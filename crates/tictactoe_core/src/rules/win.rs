//! Win detection for the player who just moved.

use crate::board::Board;
use crate::cell::{CellValue, Token};
use crate::position::{BOARD_SIZE, Position};
use serde::{Deserialize, Serialize};
use tracing::instrument;

/// A winning triple of cells.
#[derive(Debug, Clone, Copy, PartialEq, Eq, Hash, Serialize, Deserialize, derive_more::Display)]
pub enum Line {
    /// All cells of one row.
    #[display("row {_0}")]
    Row(usize),
    /// All cells of one column.
    #[display("column {_0}")]
    Column(usize),
    /// (0,0), (1,1), (2,2).
    #[display("main diagonal")]
    MainDiagonal,
    /// (0,2), (1,1), (2,0).
    #[display("anti-diagonal")]
    AntiDiagonal,
}

impl Line {
    /// The (row, column) coordinates of the three cells on this line.
    pub fn cells(self) -> [(usize, usize); BOARD_SIZE] {
        match self {
            Line::Row(r) => [(r, 0), (r, 1), (r, 2)],
            Line::Column(c) => [(0, c), (1, c), (2, c)],
            Line::MainDiagonal => [(0, 0), (1, 1), (2, 2)],
            Line::AntiDiagonal => [(0, 2), (1, 1), (2, 0)],
        }
    }

    /// The three positions on this line, or `None` for an off-board row or column.
    pub fn positions(self) -> Option<[Position; BOARD_SIZE]> {
        let [a, b, c] = self.cells();
        Some([
            Position::from_row_column(a.0, a.1)?,
            Position::from_row_column(b.0, b.1)?,
            Position::from_row_column(c.0, c.1)?,
        ])
    }
}

/// Finds a line completed by `token`.
///
/// Rows are checked first, then columns, then the two diagonals.
#[instrument(skip(board))]
pub fn winning_line(board: &Board, token: Token) -> Option<Line> {
    let grid = board.snapshot();
    let mine = CellValue::Occupied(token);

    if let Some(r) = (0..BOARD_SIZE).find(|&r| grid[r].iter().all(|&v| v == mine)) {
        return Some(Line::Row(r));
    }

    if let Some(c) = (0..BOARD_SIZE).find(|&c| grid.iter().all(|row| row[c] == mine)) {
        return Some(Line::Column(c));
    }

    if (0..BOARD_SIZE).all(|i| grid[i][i] == mine) {
        return Some(Line::MainDiagonal);
    }

    if (0..BOARD_SIZE).all(|i| grid[i][BOARD_SIZE - 1 - i] == mine) {
        return Some(Line::AntiDiagonal);
    }

    None
}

+++++

Directions for this task
Your answer should be the exact lines above from the one with "Serialize, Deserialize, derive_more::Display)]" through the one with "if let Some(c)", both included, and nothing besides.

Exercise response
#[derive(Debug, Clone, Copy, PartialEq, Eq, Hash, Serialize, Deserialize, derive_more::Display)]
pub enum Line {
    /// All cells of one row.
    #[display("row {_0}")]
    Row(usize),
    /// All cells of one column.
    #[display("column {_0}")]
    Column(usize),
    /// (0,0), (1,1), (2,2).
    #[display("main diagonal")]
    MainDiagonal,
    /// (0,2), (1,1), (2,0).
    #[display("anti-diagonal")]
    AntiDiagonal,
}

impl Line {
    /// The (row, column) coordinates of the three cells on this line.
    pub fn cells(self) -> [(usize, usize); BOARD_SIZE] {
        match self {
            Line::Row(r) => [(r, 0), (r, 1), (r, 2)],
            Line::Column(c) => [(0, c), (1, c), (2, c)],
            Line::MainDiagonal => [(0, 0), (1, 1), (2, 2)],
            Line::AntiDiagonal => [(0, 2), (1, 1), (2, 0)],
        }
    }

    /// The three positions on this line, or `None` for an off-board row or column.
    pub fn positions(self) -> Option<[Position; BOARD_SIZE]> {
        let [a, b, c] = self.cells();
        Some([
            Position::from_row_column(a.0, a.1)?,
            Position::from_row_column(b.0, b.1)?,
            Position::from_row_column(c.0, c.1)?,
        ])
    }
}

/// Finds a line completed by `token`.
///
/// Rows are checked first, then columns, then the two diagonals.
#[instrument(skip(board))]
pub fn winning_line(board: &Board, token: Token) -> Option<Line> {
    let grid = board.snapshot();
    let mine = CellValue::Occupied(token);

    if let Some(r) = (0..BOARD_SIZE).find(|&r| grid[r].iter().all(|&v| v == mine)) {
        return Some(Line::Row(r));
    }

    if let Some(c) = (0..BOARD_SIZE).find(|&c| grid.iter().all(|row| row[c] == mine)) {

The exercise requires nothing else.